** INFORMATION SUPPLIED follows **

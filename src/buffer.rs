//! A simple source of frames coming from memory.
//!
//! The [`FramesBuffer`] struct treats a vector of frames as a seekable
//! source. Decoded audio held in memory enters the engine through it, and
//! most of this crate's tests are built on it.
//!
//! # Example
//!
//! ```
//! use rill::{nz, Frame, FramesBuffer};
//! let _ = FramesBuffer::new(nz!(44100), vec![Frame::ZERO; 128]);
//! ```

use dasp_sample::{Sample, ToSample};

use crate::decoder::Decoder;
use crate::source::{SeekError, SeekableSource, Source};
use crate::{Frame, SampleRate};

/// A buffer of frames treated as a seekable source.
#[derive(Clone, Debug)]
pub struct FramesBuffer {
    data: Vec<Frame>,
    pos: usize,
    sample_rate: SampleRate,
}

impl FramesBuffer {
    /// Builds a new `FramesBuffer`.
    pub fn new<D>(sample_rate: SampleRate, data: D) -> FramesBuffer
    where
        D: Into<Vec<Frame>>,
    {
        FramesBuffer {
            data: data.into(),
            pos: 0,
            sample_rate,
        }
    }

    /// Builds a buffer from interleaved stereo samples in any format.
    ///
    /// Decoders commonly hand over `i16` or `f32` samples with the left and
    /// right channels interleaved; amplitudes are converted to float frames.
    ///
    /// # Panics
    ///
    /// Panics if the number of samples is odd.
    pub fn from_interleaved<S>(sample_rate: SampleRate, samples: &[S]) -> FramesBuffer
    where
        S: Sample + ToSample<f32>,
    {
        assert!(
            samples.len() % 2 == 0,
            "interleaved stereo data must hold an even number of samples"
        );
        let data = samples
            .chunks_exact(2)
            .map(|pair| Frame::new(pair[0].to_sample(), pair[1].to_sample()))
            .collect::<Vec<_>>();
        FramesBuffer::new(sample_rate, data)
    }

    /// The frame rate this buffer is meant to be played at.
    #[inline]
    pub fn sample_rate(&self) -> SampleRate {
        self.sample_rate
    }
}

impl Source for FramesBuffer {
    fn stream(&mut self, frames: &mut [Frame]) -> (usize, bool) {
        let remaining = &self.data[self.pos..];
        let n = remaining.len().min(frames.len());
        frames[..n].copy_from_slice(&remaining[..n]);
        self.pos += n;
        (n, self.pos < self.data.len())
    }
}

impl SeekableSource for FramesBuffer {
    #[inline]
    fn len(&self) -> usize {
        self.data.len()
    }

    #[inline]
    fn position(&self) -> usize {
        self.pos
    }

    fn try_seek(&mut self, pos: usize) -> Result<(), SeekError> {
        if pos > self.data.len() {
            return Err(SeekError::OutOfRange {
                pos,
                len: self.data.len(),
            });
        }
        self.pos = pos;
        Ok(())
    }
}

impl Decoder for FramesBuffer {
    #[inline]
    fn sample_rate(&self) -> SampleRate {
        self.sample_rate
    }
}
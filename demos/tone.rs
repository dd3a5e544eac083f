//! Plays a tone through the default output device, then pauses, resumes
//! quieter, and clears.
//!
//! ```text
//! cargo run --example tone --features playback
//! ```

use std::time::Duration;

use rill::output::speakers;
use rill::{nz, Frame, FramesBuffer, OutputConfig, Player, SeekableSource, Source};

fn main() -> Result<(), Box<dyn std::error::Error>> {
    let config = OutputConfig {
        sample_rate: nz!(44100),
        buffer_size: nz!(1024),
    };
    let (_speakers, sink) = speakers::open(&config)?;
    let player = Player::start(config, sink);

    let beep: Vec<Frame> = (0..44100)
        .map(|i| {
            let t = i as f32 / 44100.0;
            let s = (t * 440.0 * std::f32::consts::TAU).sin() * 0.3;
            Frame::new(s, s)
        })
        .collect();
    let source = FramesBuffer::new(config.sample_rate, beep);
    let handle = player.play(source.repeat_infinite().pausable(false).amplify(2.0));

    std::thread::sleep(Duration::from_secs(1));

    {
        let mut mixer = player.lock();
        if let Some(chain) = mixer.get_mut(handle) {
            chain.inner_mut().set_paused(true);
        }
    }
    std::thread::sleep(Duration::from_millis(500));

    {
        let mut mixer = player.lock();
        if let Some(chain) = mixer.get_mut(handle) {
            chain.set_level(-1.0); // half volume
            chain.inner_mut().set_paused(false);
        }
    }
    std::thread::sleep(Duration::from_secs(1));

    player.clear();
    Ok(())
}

** End of INFORMATION SUPPLIED **

Repeat each line above exactly as written.

filename src/buffer.rs
//! A simple source of frames coming from memory.
//!
//! The [`FramesBuffer`] struct treats a vector of frames as a seekable
//! source. Decoded audio held in memory enters the engine through it, and
//! most of this crate's tests are built on it.
//!
//! # Example
//!
//! ```
//! use rill::{nz, Frame, FramesBuffer};
//! let _ = FramesBuffer::new(nz!(44100), vec![Frame::ZERO; 128]);
//! ```

use dasp_sample::{Sample, ToSample};

use crate::decoder::Decoder;
use crate::source::{SeekError, SeekableSource, Source};
use crate::{Frame, SampleRate};

/// A buffer of frames treated as a seekable source.
#[derive(Clone, Debug)]
pub struct FramesBuffer {
    data: Vec<Frame>,
    pos: usize,
    sample_rate: SampleRate,
}

impl FramesBuffer {
    /// Builds a new `FramesBuffer`.
    pub fn new<D>(sample_rate: SampleRate, data: D) -> FramesBuffer
    where
        D: Into<Vec<Frame>>,
    {
        FramesBuffer {
            data: data.into(),
            pos: 0,
            sample_rate,
        }
    }

    /// Builds a buffer from interleaved stereo samples in any format.
    ///
    /// Decoders commonly hand over `i16` or `f32` samples with the left and
    /// right channels interleaved; amplitudes are converted to float frames.
    ///
    /// # Panics
    ///
    /// Panics if the number of samples is odd.
    pub fn from_interleaved<S>(sample_rate: SampleRate, samples: &[S]) -> FramesBuffer
    where
        S: Sample + ToSample<f32>,
    {
        assert!(
            samples.len() % 2 == 0,
            "interleaved stereo data must hold an even number of samples"
        );
        let data = samples
            .chunks_exact(2)
            .map(|pair| Frame::new(pair[0].to_sample(), pair[1].to_sample()))
            .collect::<Vec<_>>();
        FramesBuffer::new(sample_rate, data)
    }

    /// The frame rate this buffer is meant to be played at.
    #[inline]
    pub fn sample_rate(&self) -> SampleRate {
        self.sample_rate
    }
}

impl Source for FramesBuffer {
    fn stream(&mut self, frames: &mut [Frame]) -> (usize, bool) {
        let remaining = &self.data[self.pos..];
        let n = remaining.len().min(frames.len());
        frames[..n].copy_from_slice(&remaining[..n]);
        self.pos += n;
        (n, self.pos < self.data.len())
    }
}

impl SeekableSource for FramesBuffer {
    #[inline]
    fn len(&self) -> usize {
        self.data.len()
    }

    #[inline]
    fn position(&self) -> usize {
        self.pos
    }

    fn try_seek(&mut self, pos: usize) -> Result<(), SeekError> {
        if pos > self.data.len() {
            return Err(SeekError::OutOfRange {
                pos,
                len: self.data.len(),
            });
        }
        self.pos = pos;
        Ok(())
    }
}

impl Decoder for FramesBuffer {
    #[inline]
    fn sample_rate(&self) -> SampleRate {
        self.sample_rate
    }
}
filename demos/tone.rs
repository dd3a5e544eac083f
//! Plays a tone through the default output device, then pauses, resumes
//! quieter, and clears.
//!
//! ```text
//! cargo run --example tone --features playback
//! ```

use std::time::Duration;

use rill::output::speakers;
use rill::{nz, Frame, FramesBuffer, OutputConfig, Player, SeekableSource, Source};

fn main() -> Result<(), Box<dyn std::error::Error>> {
    let config = OutputConfig {
        sample_rate: nz!(44100),
        buffer_size: nz!(1024),
    };
    let (_speakers, sink) = speakers::open(&config)?;
    let player = Player::start(config, sink);

    let beep: Vec<Frame> = (0..44100)
        .map(|i| {
            let t = i as f32 / 44100.0;
            let s = (t * 440.0 * std::f32::consts::TAU).sin() * 0.3;
            Frame::new(s, s)
        })
        .collect();
    let source = FramesBuffer::new(config.sample_rate, beep);
    let handle = player.play(source.repeat_infinite().pausable(false).amplify(2.0));

    std::thread::sleep(Duration::from_secs(1));

    {
        let mut mixer = player.lock();
        if let Some(chain) = mixer.get_mut(handle) {
            chain.inner_mut().set_paused(true);
        }
    }
    std::thread::sleep(Duration::from_millis(500));

    {
        let mut mixer = player.lock();
        if let Some(chain) = mixer.get_mut(handle) {
            chain.set_level(-1.0); // half volume
            chain.inner_mut().set_paused(false);
        }
    }
    std::thread::sleep(Duration::from_secs(1));

    player.clear();
    Ok(())
}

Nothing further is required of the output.